First, we calculate the molar:

M (PCl₅) = M (P) + 5 M (Cl) = 31.0 + 5 x 35.5 = 208.5 g/mol

The two conversion factors for calculating the moles would be:

\[\frac{{{\rm{1}}\;{\rm{mol}}\;{\rm{PC}}{{\rm{l}}_{\rm{5}}}}}{{{\rm{208}}{\rm{.5}}\;{\rm{g}}\,{\rm{PC}}{{\rm{l}}_{\rm{5}}}}}\;{\rm{or}}\,\,\frac{{{\rm{208}}{\rm{.5}}\;{\rm{g}}\,{\rm{PC}}{{\rm{l}}_{\rm{5}}}}}{{{\rm{1}}\;{\rm{mol}}\;{\rm{PC}}{{\rm{l}}_{\rm{5}}}}}\]

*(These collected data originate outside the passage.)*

//! TOML-based application configuration.
//!
//! Stores:
//! - Scheduler cadence, lead time and alert duration
//! - Which calendar to watch and where OAuth tokens live
//! - Alert device wiring
//!
//! Configuration is stored at `~/.config/meeting-reminder/config.toml`.

use serde::{Deserialize, Serialize};
use std::path::{Path, PathBuf};
use std::time::Duration as StdDuration;

use super::data_dir;
use crate::device::{GpioPins, GpioTiming};
use crate::error::ConfigError;
use crate::event::ReminderMode;
use crate::integrations::{TokenStore, TokenStoreKind};
use crate::scheduler::SchedulerConfig;

/// Scheduler timing. Seconds are signed so that a negative value in the
/// file is reported instead of failing to parse.
#[derive(Debug, Clone, PartialEq, Eq, Serialize, Deserialize)]
pub struct SchedulerSection {
    #[serde(default = "default_poll_interval")]
    pub poll_interval_secs: i64,
    #[serde(default = "default_lead_time")]
    pub lead_time_secs: i64,
    #[serde(default = "default_notification_duration")]
    pub notification_duration_secs: i64,
    #[serde(default)]
    pub mode: ReminderMode,
}

#[derive(Debug, Clone, PartialEq, Eq, Serialize, Deserialize)]
pub struct CalendarSection {
    #[serde(default = "default_calendar_id")]
    pub calendar_id: String,
    /// Free-text filter, e.g. only events mentioning "robot".
    #[serde(default)]
    pub query: Option<String>,
    #[serde(default = "default_horizon")]
    pub horizon_minutes: i64,
    #[serde(default)]
    pub token_store: TokenStoreKind,
    /// Google client-secret JSON; the keyring is used when unset.
    #[serde(default)]
    pub credentials_file: Option<String>,
}

#[derive(Debug, Clone, Copy, PartialEq, Eq, Default, Serialize, Deserialize)]
#[serde(rename_all = "snake_case")]
pub enum DeviceKind {
    /// Log only.
    #[default]
    None,
    /// Linux sysfs GPIO.
    Sysfs,
}

#[derive(Debug, Clone, PartialEq, Eq, Serialize, Deserialize)]
pub struct DeviceSection {
    #[serde(default)]
    pub kind: DeviceKind,
    #[serde(default = "default_led_pin")]
    pub led_pin: String,
    #[serde(default = "default_buzzer_pin")]
    pub buzzer_pin: String,
    #[serde(default = "default_button_pin")]
    pub button_pin: String,
    #[serde(default = "default_blink_interval")]
    pub blink_interval_ms: u64,
    #[serde(default = "default_input_poll")]
    pub input_poll_ms: u64,
    #[serde(default = "default_edge_threshold")]
    pub edge_threshold: i64,
    #[serde(default = "default_gpio_root")]
    pub gpio_root: String,
}

/// Application configuration.
///
/// Serialized to/from TOML at `~/.config/meeting-reminder/config.toml`.
#[derive(Debug, Clone, Default, PartialEq, Eq, Serialize, Deserialize)]
pub struct Config {
    #[serde(default)]
    pub scheduler: SchedulerSection,
    #[serde(default)]
    pub calendar: CalendarSection,
    #[serde(default)]
    pub device: DeviceSection,
}

// Default functions
fn default_poll_interval() -> i64 {
    5
}
fn default_lead_time() -> i64 {
    120
}
fn default_notification_duration() -> i64 {
    30
}
fn default_calendar_id() -> String {
    "primary".into()
}
fn default_horizon() -> i64 {
    60
}
fn default_led_pin() -> String {
    "17".into()
}
fn default_buzzer_pin() -> String {
    "27".into()
}
fn default_button_pin() -> String {
    "22".into()
}
fn default_blink_interval() -> u64 {
    250
}
fn default_input_poll() -> u64 {
    25
}
fn default_edge_threshold() -> i64 {
    0
}
fn default_gpio_root() -> String {
    "/sys/class/gpio".into()
}

impl Default for SchedulerSection {
    fn default() -> Self {
        Self {
            poll_interval_secs: default_poll_interval(),
            lead_time_secs: default_lead_time(),
            notification_duration_secs: default_notification_duration(),
            mode: ReminderMode::default(),
        }
    }
}

impl Default for CalendarSection {
    fn default() -> Self {
        Self {
            calendar_id: default_calendar_id(),
            query: None,
            horizon_minutes: default_horizon(),
            token_store: TokenStoreKind::default(),
            credentials_file: None,
        }
    }
}

impl Default for DeviceSection {
    fn default() -> Self {
        Self {
            kind: DeviceKind::default(),
            led_pin: default_led_pin(),
            buzzer_pin: default_buzzer_pin(),
            button_pin: default_button_pin(),
            blink_interval_ms: default_blink_interval(),
            input_poll_ms: default_input_poll(),
            edge_threshold: default_edge_threshold(),
            gpio_root: default_gpio_root(),
        }
    }
}

impl SchedulerSection {
    /// Convert and validate. Errors name the offending config key.
    pub fn to_scheduler_config(&self) -> Result<SchedulerConfig, ConfigError> {
        let config = SchedulerConfig {
            poll_interval: chrono::Duration::seconds(self.poll_interval_secs),
            lead_time: chrono::Duration::seconds(self.lead_time_secs),
            notification_duration: chrono::Duration::seconds(self.notification_duration_secs),
            mode: self.mode,
        };
        config.validate().map_err(|err| match err {
            ConfigError::InvalidValue { key, message } => ConfigError::InvalidValue {
                key: format!("scheduler.{key}_secs"),
                message,
            },
            other => other,
        })?;
        Ok(config)
    }
}

impl CalendarSection {
    pub fn horizon(&self) -> Result<chrono::Duration, ConfigError> {
        if self.horizon_minutes <= 0 {
            return Err(ConfigError::InvalidValue {
                key: "calendar.horizon_minutes".to_string(),
                message: format!("must be positive, got {}", self.horizon_minutes),
            });
        }
        Ok(chrono::Duration::minutes(self.horizon_minutes))
    }

    /// Token store rooted in `dir` when the file backend is selected.
    pub fn token_store(&self, dir: &Path) -> TokenStore {
        match self.token_store {
            TokenStoreKind::Keyring => TokenStore::Keyring,
            TokenStoreKind::File => TokenStore::file(dir),
        }
    }

    pub fn credentials_path(&self) -> Option<PathBuf> {
        self.credentials_file
            .as_deref()
            .filter(|p| !p.is_empty())
            .map(PathBuf::from)
    }
}

impl DeviceSection {
    pub fn pins(&self) -> GpioPins {
        GpioPins {
            led: self.led_pin.clone(),
            buzzer: self.buzzer_pin.clone(),
            button: self.button_pin.clone(),
        }
    }

    /// Pattern and button timing. Zero periods and a negative threshold
    /// are rejected.
    pub fn timing(&self) -> Result<GpioTiming, ConfigError> {
        let positive = |key: &str, ms: u64| {
            if ms == 0 {
                return Err(ConfigError::InvalidValue {
                    key: format!("device.{key}"),
                    message: "must be positive, got 0".to_string(),
                });
            }
            Ok(StdDuration::from_millis(ms))
        };
        if self.edge_threshold < 0 {
            return Err(ConfigError::InvalidValue {
                key: "device.edge_threshold".to_string(),
                message: format!("must not be negative, got {}", self.edge_threshold),
            });
        }
        Ok(GpioTiming {
            blink_interval: positive("blink_interval_ms", self.blink_interval_ms)?,
            input_poll: positive("input_poll_ms", self.input_poll_ms)?,
            edge_threshold: self.edge_threshold,
        })
    }
}

impl Config {
    fn get_json_value_by_path<'a>(
        root: &'a serde_json::Value,
        key: &str,
    ) -> Option<&'a serde_json::Value> {
        if key.is_empty() {
            return None;
        }

        let mut current = root;
        for part in key.split('.') {
            current = current.get(part)?;
        }
        Some(current)
    }

    fn set_json_value_by_path(
        root: &mut serde_json::Value,
        key: &str,
        value: &str,
    ) -> Result<(), ConfigError> {
        let unknown = || ConfigError::UnknownKey(key.to_string());
        let invalid = |message: String| ConfigError::InvalidValue {
            key: key.to_string(),
            message,
        };

        let mut parts = key.split('.').peekable();
        if key.is_empty() {
            return Err(unknown());
        }

        let mut current = root;
        while let Some(part) = parts.next() {
            if parts.peek().is_some() {
                current = current.get_mut(part).ok_or_else(unknown)?;
                continue;
            }

            let obj = current.as_object_mut().ok_or_else(unknown)?;
            let existing = obj.get(part).ok_or_else(unknown)?;

            let new_value = match existing {
                serde_json::Value::Bool(_) => serde_json::Value::Bool(
                    value
                        .parse::<bool>()
                        .map_err(|_| invalid(format!("cannot parse '{value}' as bool")))?,
                ),
                serde_json::Value::Number(_) => value
                    .parse::<i64>()
                    .map(|n| serde_json::Value::Number(n.into()))
                    .map_err(|_| invalid(format!("cannot parse '{value}' as integer")))?,
                // unset optional: empty string clears it
                serde_json::Value::Null if value.is_empty() => serde_json::Value::Null,
                serde_json::Value::Object(_) | serde_json::Value::Array(_) => {
                    return Err(invalid("cannot set a whole section".to_string()))
                }
                _ => serde_json::Value::String(value.into()),
            };

            obj.insert(part.to_string(), new_value);
            return Ok(());
        }

        Err(unknown())
    }

    /// `config.toml` in the data directory.
    pub fn path() -> Result<PathBuf, ConfigError> {
        Ok(data_dir()?.join("config.toml"))
    }

    /// Load from the data directory, writing defaults on first use.
    pub fn load() -> Result<Self, ConfigError> {
        Self::load_from(&Self::path()?)
    }

    pub fn load_from(path: &Path) -> Result<Self, ConfigError> {
        match std::fs::read_to_string(path) {
            Ok(content) => toml::from_str(&content).map_err(|e| ConfigError::LoadFailed {
                path: path.to_path_buf(),
                message: e.to_string(),
            }),
            Err(err) if err.kind() == std::io::ErrorKind::NotFound => {
                let cfg = Self::default();
                cfg.save_to(path)?;
                Ok(cfg)
            }
            Err(err) => Err(ConfigError::LoadFailed {
                path: path.to_path_buf(),
                message: err.to_string(),
            }),
        }
    }

    /// Persist to the data directory.
    pub fn save(&self) -> Result<(), ConfigError> {
        self.save_to(&Self::path()?)
    }

    pub fn save_to(&self, path: &Path) -> Result<(), ConfigError> {
        let save_failed = |message: String| ConfigError::SaveFailed {
            path: path.to_path_buf(),
            message,
        };
        let content = toml::to_string_pretty(self).map_err(|e| save_failed(e.to_string()))?;
        if let Some(parent) = path.parent() {
            std::fs::create_dir_all(parent).map_err(|e| save_failed(e.to_string()))?;
        }
        std::fs::write(path, content).map_err(|e| save_failed(e.to_string()))
    }

    /// Get a config value as string by dot-separated key.
    pub fn get(&self, key: &str) -> Option<String> {
        let json = serde_json::to_value(self).ok()?;
        let val = Self::get_json_value_by_path(&json, key)?;
        match val {
            serde_json::Value::String(s) => Some(s.clone()),
            serde_json::Value::Null => Some(String::new()),
            other => Some(other.to_string()),
        }
    }

    /// Set a value by dot-separated key. The change is in memory only;
    /// call [`Config::save`] to persist it.
    pub fn set(&mut self, key: &str, value: &str) -> Result<(), ConfigError> {
        let mut json =
            serde_json::to_value(&*self).map_err(|e| ConfigError::ParseFailed(e.to_string()))?;
        Self::set_json_value_by_path(&mut json, key, value)?;
        *self = serde_json::from_value(json).map_err(|e| ConfigError::InvalidValue {
            key: key.to_string(),
            message: e.to_string(),
        })?;
        Ok(())
    }

    /// Render as TOML, as written to disk.
    pub fn to_toml(&self) -> Result<String, ConfigError> {
        toml::to_string_pretty(self).map_err(|e| ConfigError::ParseFailed(e.to_string()))
    }
}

We are going to use the first conversion factor because it has the units of grams on the denominator which allows us to cancel them with the initial amount given in grams:

\[{\rm{n}}\,{\rm{(PC}}{{\rm{l}}_{\rm{5}}}{\rm{)}}\,{\rm{ = }}\,{\rm{54}}{\rm{.0}}\,\cancel{{{\rm{g}}\,{\rm{PC}}{{\rm{l}}_{\rm{5}}}}}\,{\rm{ \times }}\,\frac{{{\rm{1}}\;{\rm{mol}}\;{\rm{PC}}{{\rm{l}}_{\rm{5}}}}}{{{\rm{208}}{\rm{.5}}\;\cancel{{{\rm{g}}\,{\rm{PC}}{{\rm{l}}_{\rm{5}}}}}}}\;{\rm{ = }}\,{\rm{0}}{\rm{.260}}\,{\rm{mol}}\]

Once we have the number of moles, we use another conversion factor linking it with the Avogadro’s number.

\[\frac{{{\rm{1}}\;{\rm{mol}}\;{\rm{PC}}{{\rm{l}}_{\rm{5}}}}}{{{\rm{6}}{\rm{.02}}\;{\rm{ \times }}\,{\rm{1}}{{\rm{0}}^{{\rm{23}}}}\;{\rm{molecules}}\;{\rm{PC}}{{\rm{l}}_{\rm{5}}}}}\;{\rm{or}}\,\frac{{{\rm{6}}{\rm{.02}}\;{\rm{ \times }}\,{\rm{1}}{{\rm{0}}^{{\rm{23}}}}\;{\rm{molecules}}\,{\rm{PC}}{{\rm{l}}_{\rm{5}}}}}{{{\rm{1}}\;{\rm{mol}}\;{\rm{PC}}{{\rm{l}}_{\rm{5}}}}}\]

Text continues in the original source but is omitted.